• Activity:
Each line from the one that contains "pub use folio_kernel as kernel;" to the end of the entries must be copied word for word, and only those lines.

*** Provided records ***

//! Facade crate for Folio features and shared modules.
//! Re-exports domain/kernel primitives and aggregates feature initialization.
//! Keep this crate thin: it should compose other crates, not implement business logic.
//!
//! ## Usage
//! - Add `folio` with the `server` feature.
//! - Hand [`migrations`] to the database builder, then call [`init`] to build the feature
//!   slices registered in the API state.

use folio_database::{Database, Migration};
pub use folio_domain as domain;
pub use folio_kernel as kernel;

#[cfg(feature = "server")]
pub mod server {
    pub mod router {
        use folio_kernel::server::ApiState;
        pub use folio_kernel::server::router::system_router;
        use utoipa_axum::router::OpenApiRouter;

        /// Every route of every enabled slice, with absolute paths.
        pub fn api_router() -> OpenApiRouter<ApiState> {
            system_router()
                .merge(folio_profile::handlers::router())
                .merge(folio_contact::handlers::router())
        }
    }
}

/// Feature registry for runtime introspection.
pub mod features {
    pub use folio_contact as contact;
    pub use folio_profile as profile;

    /// Build-time enabled features (by Cargo feature), logged at startup.
    pub const ENABLED: &[&str] = &[
        #[cfg(feature = "server")]
        "server",
        "contact",
        "profile",
    ];
}

/// Schema migrations of every slice that owns tables, in application order.
#[must_use]
pub fn migrations() -> Vec<Migration> {
    features::contact::MIGRATIONS.to_vec()
}

/// Initialize all stateful feature slices.
///
/// The connection must already carry the schema from [`migrations`].
#[must_use]
pub fn init(database: &Database) -> Vec<domain::registry::InitializedSlice> {
    vec![features::contact::init(database)]
}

*** End of Provided records ***

• Completed exercise:
pub use folio_kernel as kernel;

#[cfg(feature = "server")]
pub mod server {
    pub mod router {
        use folio_kernel::server::ApiState;
        pub use folio_kernel::server::router::system_router;
        use utoipa_axum::router::OpenApiRouter;

        /// Every route of every enabled slice, with absolute paths.
        pub fn api_router() -> OpenApiRouter<ApiState> {
            system_router()
                .merge(folio_profile::handlers::router())
                .merge(folio_contact::handlers::router())
        }
    }
}

/// Feature registry for runtime introspection.
pub mod features {
    pub use folio_contact as contact;
    pub use folio_profile as profile;

    /// Build-time enabled features (by Cargo feature), logged at startup.
    pub const ENABLED: &[&str] = &[
        #[cfg(feature = "server")]
        "server",
        "contact",
        "profile",
    ];
}

/// Schema migrations of every slice that owns tables, in application order.
#[must_use]
pub fn migrations() -> Vec<Migration> {
    features::contact::MIGRATIONS.to_vec()
}

/// Initialize all stateful feature slices.
///
/// The connection must already carry the schema from [`migrations`].
#[must_use]
pub fn init(database: &Database) -> Vec<domain::registry::InitializedSlice> {
    vec![features::contact::init(database)]
}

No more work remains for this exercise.